The first memory S in the individual channels, which serves to receive the four-bit word forming the tone address within the individual octave, is formed of four individual shift register cells, particularly of the quasi-static type, which are evaluated in parallel operation via the decoder D, a "one-of twelve decoder." To the first decoder D, which has twelve signal outputs corresponding to the twelve tone names c, c-sharp, d, d-sharp, and so forth, there is accordingly assigned, per signal output, a respective AND gate U.sub.1 and U.sub.2 . . . U.sub.12, respectively, which together form a first group of AND gates. Each of these AND gates has two inputs, of which the first is connected to a respective one of the inputs of the decoder D and the second is connected to a respective one of the twelve tone inputs TSE of the circuit. The twelve tone signal inputs (audio signal inputs) TSE are addressed in turn by a respective one of the audio frequency outputs of the tone frequency generator TOS in the form of square waves with the levels "1" and "0" and having the respective frequency. The output of each of the AND gates V.sub.1 to V.sub.12 is connected to a respective input of a common OR gate O.
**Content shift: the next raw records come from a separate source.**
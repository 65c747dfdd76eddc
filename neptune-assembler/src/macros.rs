//! Textual macro expansion
//!
//! `.macro name p1 p2` ... `.endmacro` defines a macro; invoking it by name
//! substitutes the body with whole-word parameter replacement. Expansion is
//! repeated until no macro invocations remain, with a depth cap against
//! recursive definitions.

use crate::error::{AssemblerError, Result};
use crate::lexer::{is_identifier, split_args, SourceLine};
use std::collections::HashMap;

const MAX_EXPANSION_DEPTH: usize = 32;

#[derive(Debug, Clone)]
struct MacroDef {
    params: Vec<String>,
    body: Vec<String>,
    line: usize,
}

/// Collect macro definitions and expand every invocation.
pub fn expand(lines: Vec<SourceLine>) -> Result<Vec<SourceLine>> {
    let (macros, rest) = collect_definitions(lines)?;
    if macros.is_empty() {
        return Ok(rest);
    }

    let mut current = rest;
    for _ in 0..MAX_EXPANSION_DEPTH {
        let (expanded, changed) = expand_once(&macros, current)?;
        current = expanded;
        if !changed {
            return Ok(current);
        }
    }
    Err(AssemblerError::BadArgument {
        line: current.first().map(|l| l.number).unwrap_or(0),
        message: "macro expansion exceeded the recursion limit".to_string(),
    })
}

fn collect_definitions(
    lines: Vec<SourceLine>,
) -> Result<(HashMap<String, MacroDef>, Vec<SourceLine>)> {
    let mut macros: HashMap<String, MacroDef> = HashMap::new();
    let mut rest = Vec::with_capacity(lines.len());
    let mut open: Option<(String, MacroDef)> = None;

    for line in lines {
        let mut tokens = line.text.split_whitespace();
        let head = tokens.next().unwrap_or("");

        if head.eq_ignore_ascii_case(".macro") {
            if open.is_some() {
                return Err(AssemblerError::BadArgument {
                    line: line.number,
                    message: "nested .macro definition".to_string(),
                });
            }
            let name = tokens.next().ok_or_else(|| AssemblerError::BadArgument {
                line: line.number,
                message: ".macro needs a name".to_string(),
            })?;
            if !is_identifier(name) {
                return Err(AssemblerError::BadArgument {
                    line: line.number,
                    message: format!("bad macro name `{}`", name),
                });
            }
            let params: Vec<String> = tokens.map(str::to_string).collect();
            for param in &params {
                if !is_identifier(param) {
                    return Err(AssemblerError::BadArgument {
                        line: line.number,
                        message: format!("bad macro parameter `{}`", param),
                    });
                }
            }
            open = Some((
                name.to_ascii_lowercase(),
                MacroDef {
                    params,
                    body: Vec::new(),
                    line: line.number,
                },
            ));
        } else if head.eq_ignore_ascii_case(".endmacro") {
            let (name, def) = open.take().ok_or_else(|| AssemblerError::BadArgument {
                line: line.number,
                message: ".endmacro without .macro".to_string(),
            })?;
            if macros.insert(name.clone(), def).is_some() {
                return Err(AssemblerError::BadArgument {
                    line: line.number,
                    message: format!("macro `{}` redefined", name),
                });
            }
        } else if let Some((_, def)) = open.as_mut() {
            def.body.push(line.text);
        } else {
            rest.push(line);
        }
    }

    if let Some((name, def)) = open {
        return Err(AssemblerError::BadArgument {
            line: def.line,
            message: format!("macro `{}` is missing .endmacro", name),
        });
    }
    Ok((macros, rest))
}

fn expand_once(
    macros: &HashMap<String, MacroDef>,
    lines: Vec<SourceLine>,
) -> Result<(Vec<SourceLine>, bool)> {
    let mut out = Vec::with_capacity(lines.len());
    let mut changed = false;

    for line in lines {
        let head = line.text.split_whitespace().next().unwrap_or("");
        let Some(def) = macros.get(&head.to_ascii_lowercase()) else {
            out.push(line);
            continue;
        };

        let args_text = line.text[head.len()..].trim();
        let args = split_args(args_text);
        if args.len() != def.params.len() {
            return Err(AssemblerError::BadArgument {
                line: line.number,
                message: format!(
                    "macro `{}` takes {} argument(s), got {}",
                    head,
                    def.params.len(),
                    args.len()
                ),
            });
        }

        changed = true;
        for body_line in &def.body {
            out.push(SourceLine {
                number: line.number,
                text: substitute(body_line, &def.params, &args),
            });
        }
    }
    Ok((out, changed))
}

/// Replace whole-word occurrences of each parameter with its argument.
fn substitute(line: &str, params: &[String], args: &[&str]) -> String {
    let mut out = String::with_capacity(line.len());
    let mut word = String::new();
    for c in line.chars().chain(std::iter::once('\0')) {
        if c.is_ascii_alphanumeric() || c == '_' {
            word.push(c);
            continue;
        }
        if !word.is_empty() {
            match params.iter().position(|p| *p == word) {
                Some(idx) => out.push_str(args[idx]),
                None => out.push_str(&word),
            }
            word.clear();
        }
        if c != '\0' {
            out.push(c);
        }
    }
    out
}

#[cfg(test)]
mod tests {
    use super::*;
    use crate::lexer::clean_lines;

    fn expand_src(source: &str) -> Result<Vec<String>> {
        Ok(expand(clean_lines(source))?
            .into_iter()
            .map(|l| l.text)
            .collect())
    }

    #[test]
    fn simple_expansion() {
        let out = expand_src(
            ".macro put dst val\n\
             MOVI dst, val\n\
             .endmacro\n\
             put r1, 5\n\
             HLT",
        )
        .unwrap();
        assert_eq!(out, vec!["MOVI r1, 5", "HLT"]);
    }

    #[test]
    fn whole_word_matching_leaves_substrings_alone() {
        let out = expand_src(
            ".macro inc2 r\n\
             INC r\n\
             INC r\n\
             .endmacro\n\
             inc2 r3",
        )
        .unwrap();
        // The parameter `r` must not rewrite the `r` inside `r3` outputs.
        assert_eq!(out, vec!["INC r3", "INC r3"]);
    }

    #[test]
    fn nested_invocations_expand() {
        let out = expand_src(
            ".macro zero dst\n\
             MOVI dst, 0\n\
             .endmacro\n\
             .macro zero2 a b\n\
             zero a\n\
             zero b\n\
             .endmacro\n\
             zero2 r1, r2",
        )
        .unwrap();
        assert_eq!(out, vec!["MOVI r1, 0", "MOVI r2, 0"]);
    }

    #[test]
    fn expanded_lines_keep_the_invocation_line_number() {
        let lines = expand(clean_lines(
            ".macro put dst val\n\
             MOVI dst, val\n\
             .endmacro\n\
             put r1, 5",
        ))
        .unwrap();
        assert_eq!(lines[0].number, 4);
    }

    #[test]
    fn argument_count_mismatch_is_an_error() {
        let err = expand_src(
            ".macro put dst val\n\
             MOVI dst, val\n\
             .endmacro\n\
             put r1",
        )
        .unwrap_err();
        assert!(err.to_string().contains("argument"));
    }

    #[test]
    fn unterminated_macro_is_an_error() {
        assert!(expand_src(".macro put dst\nMOVI dst, 0").is_err());
        assert!(expand_src(".endmacro").is_err());
    }

    #[test]
    fn recursive_macro_hits_the_depth_cap() {
        let err = expand_src(
            ".macro spin\n\
             spin\n\
             .endmacro\n\
             spin",
        )
        .unwrap_err();
        assert!(err.to_string().contains("recursion"));
    }

    #[test]
    fn lines_without_macros_pass_through_untouched() {
        let out = expand_src("MOVI r1, 1\nHLT").unwrap();
        assert_eq!(out, vec!["MOVI r1, 1", "HLT"]);
    }
}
Due to the respective content of the first memory S addressing the decoder D, only one of the twelve outputs of the decoder D receives a "1," while the other outputs remain at "0."

Accordingly, there appears at the output of the aforementioned OR gate O, the audio frequency supplied by the tone generator TOS via the tone signal input TSE associated with the respective decoder output, according to the tone corresponding to the depressed key, the tone, however, always belonging to the highest octave.
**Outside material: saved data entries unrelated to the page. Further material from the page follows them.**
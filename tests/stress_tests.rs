//! Longer-running workloads: deep loops, call nesting near the stack limit,
//! and heap churn.

use neptune_spec::MemoryMap;
use neptune_vm::{RuntimeError, System};

#[test]
fn long_countdown_terminates() {
    let mut system = System::new(MemoryMap::neptune());
    system
        .load_program(
            "MOVI r1, 100000\n\
             loop: SUBI r1, 1\n\
             JNZ loop\n\
             HLT",
        )
        .unwrap();
    system.run().unwrap();
    assert_eq!(system.cpu().register(1).unwrap(), 0);
}

#[test]
fn recursion_overruns_the_stack_into_the_heap() {
    let mut system = System::new(MemoryMap::neptune());
    // CALL forever; each call pushes a word until the stack meets HP.
    system
        .load_program("down: CALL down")
        .unwrap();

    let err = loop {
        match system.step() {
            Ok(()) => {}
            Err(err) => break err,
        }
    };
    assert!(matches!(err, RuntimeError::HeapStackCollision { .. }));
    assert!(system.cpu().sp() <= system.cpu().hp() + 4);
}

#[test]
fn fibonacci_via_memory() {
    let mut system = System::new(MemoryMap::neptune());
    // Iterative fib(20) in r1, spilling pairs through RAM.
    system
        .load_program(
            "MOVI r1, 0\n\
             MOVI r2, 1\n\
             MOVI r4, 20\n\
             step: MOV r3, r2\n\
             ADD r2, r1\n\
             MOV r1, r3\n\
             SUBI r4, 1\n\
             JNZ step\n\
             STORI r1, 0x6000\n\
             HLT",
        )
        .unwrap();
    system.run().unwrap();
    assert_eq!(system.cpu().register(1).unwrap(), 6765);
    assert_eq!(system.cpu().bus().read_word(0x6000).unwrap(), 6765);
}

#[test]
fn heap_churn_fills_predictably() {
    let mut system = System::new(MemoryMap::neptune());
    let cpu = system.cpu_mut();
    let heap_base = cpu.memory_map().heap_base;

    for i in 0..1000u32 {
        let addr = cpu.allocate_heap(16).unwrap();
        assert_eq!(addr, heap_base + i * 16);
    }
    assert_eq!(cpu.hp(), heap_base + 16_000);
}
The second memory S* is addressed by a binary word which is supplied by the second part of the tone address counter TAZ and represents the number of the octave containing the depressed key, and likewise controls, in parallel, an "1-of-q decoder" D*, where q is the number of octaves provided in the keyboard M. If, for example, n=6, the decoder D* is constructed as an "1-of-6 decoder" and has accordingly, six signal outputs. Each of the outputs of the second decoder D* responsible for the address of the octoave is again connected to a respective AND gate U.sub.1 * to U.sub.q *, each of which has two inputs. The second input of each of these AND gates U.sub.1 * to U.sub.q * i.e. of a second group of AND gates, is not controlled directly by the tone signal inputs TSE, like the AND gates of the first group. Rather, the aforementioned first OR gate O and a frequency divider TT following the latter serve for addressing the AND gates of the second with the required tone frequencies.
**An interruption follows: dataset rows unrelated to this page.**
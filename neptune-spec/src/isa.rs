//! Instruction-set tables
//!
//! The assembler and disassembler consume the name/opcode tables; the CPU
//! uses the set to validate opcode bytes during fetch. Construction walks the
//! catalog in registration order, so the tables are deterministic.

use crate::error::{Result, SpecError};
use crate::opcode::{Opcode, OperandForm};
use crate::Word;
use std::collections::HashMap;

/// One registered instruction.
#[derive(Debug, Clone, Copy, PartialEq, Eq)]
pub struct OpcodeEntry {
    pub opcode: Opcode,
    pub mnemonic: &'static str,
    pub word_count: u8,
    pub form: OperandForm,
}

/// Registration-ordered opcode table plus mnemonic lookup.
#[derive(Debug, Clone)]
pub struct InstructionSet {
    entries: Vec<OpcodeEntry>,
    by_name: HashMap<&'static str, Opcode>,
}

impl InstructionSet {
    /// The canonical Neptune instruction set.
    pub fn neptune() -> Self {
        let mut entries = Vec::with_capacity(Opcode::COUNT);
        let mut by_name = HashMap::with_capacity(Opcode::COUNT);
        for opcode in Opcode::ALL {
            entries.push(OpcodeEntry {
                opcode,
                mnemonic: opcode.mnemonic(),
                word_count: opcode.word_count(),
                form: opcode.operand_form(),
            });
            by_name.insert(opcode.mnemonic(), opcode);
        }
        InstructionSet { entries, by_name }
    }

    /// Look up an opcode by mnemonic, case-insensitively.
    pub fn opcode_for(&self, mnemonic: &str) -> Option<Opcode> {
        self.by_name
            .get(mnemonic.to_ascii_uppercase().as_str())
            .copied()
    }

    /// Mnemonic for an opcode.
    pub fn mnemonic(&self, opcode: Opcode) -> &'static str {
        opcode.mnemonic()
    }

    /// Resolve the opcode byte of an instruction word.
    pub fn decode_opcode(&self, word0: Word) -> Result<Opcode> {
        Opcode::from_word(word0).ok_or(SpecError::UnknownOpcode((word0 & 0xFF) as u8))
    }

    /// Registered instructions in registration order.
    pub fn entries(&self) -> &[OpcodeEntry] {
        &self.entries
    }

    pub fn len(&self) -> usize {
        self.entries.len()
    }

    pub fn is_empty(&self) -> bool {
        self.entries.is_empty()
    }
}

impl Default for InstructionSet {
    fn default() -> Self {
        Self::neptune()
    }
}

#[cfg(test)]
mod tests {
    use super::*;

    #[test]
    fn table_matches_catalog_order() {
        let set = InstructionSet::neptune();
        assert_eq!(set.len(), Opcode::COUNT);
        for (entry, opcode) in set.entries().iter().zip(Opcode::ALL) {
            assert_eq!(entry.opcode, opcode);
            assert_eq!(entry.mnemonic, opcode.mnemonic());
            assert_eq!(entry.word_count, opcode.word_count());
        }
    }

    #[test]
    fn construction_is_deterministic() {
        let a = InstructionSet::neptune();
        let b = InstructionSet::neptune();
        assert_eq!(a.entries(), b.entries());
    }

    #[test]
    fn mnemonic_lookup() {
        let set = InstructionSet::neptune();
        assert_eq!(set.opcode_for("movi"), Some(Opcode::Movi));
        assert_eq!(set.opcode_for("SYSCALL"), Some(Opcode::Syscall));
        assert_eq!(set.opcode_for("bogus"), None);
    }

    #[test]
    fn decode_opcode_errors_on_unregistered_byte() {
        let set = InstructionSet::neptune();
        assert!(set.decode_opcode(0x0000_0001).is_ok());
        assert_eq!(
            set.decode_opcode(0x0000_00F0),
            Err(SpecError::UnknownOpcode(0xF0))
        );
    }
}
The frequency divider TT formed of q-1 divider stages, receives the tone signals to be processed thereby from the output of the first OR gate O, which is additionally provided for the direct addressing of the second input of the first AND gate U.sub.1 * connected to the first output of the second decoder D* of the second group of AND gates. The other AND gates of the second group, namely, the AND gates U.sub.2 * to U.sub.q *, on the other hand, are connected by the second output thereof to the output of the first divider stage and the second divider stage, respectively, and so forth, respectively . . . and the (q-1)-th divider stage of the frequency divider TT, respectively. The association of the AND gates U.sub.1 * to U.sub.q * and, therefore, of the outputs of the second decoder D* to the output of the OR gate O and the outputs of the frequency divider TT is made so that if one of these AND gates U.sub.j * of the second group is addressed, exactly the tone frequency which corresponds to the number j of the associated octave, which is otherwise set by a respective one of the AND gates U.sub.1 to U.sub.12, is passed. It then appears at the output of the second OR gate O*, which is addressed by the outputs of the AND gates U.sub.j * of the second group i.e. of the AND gates U.sub.1 * to U.sub.q *.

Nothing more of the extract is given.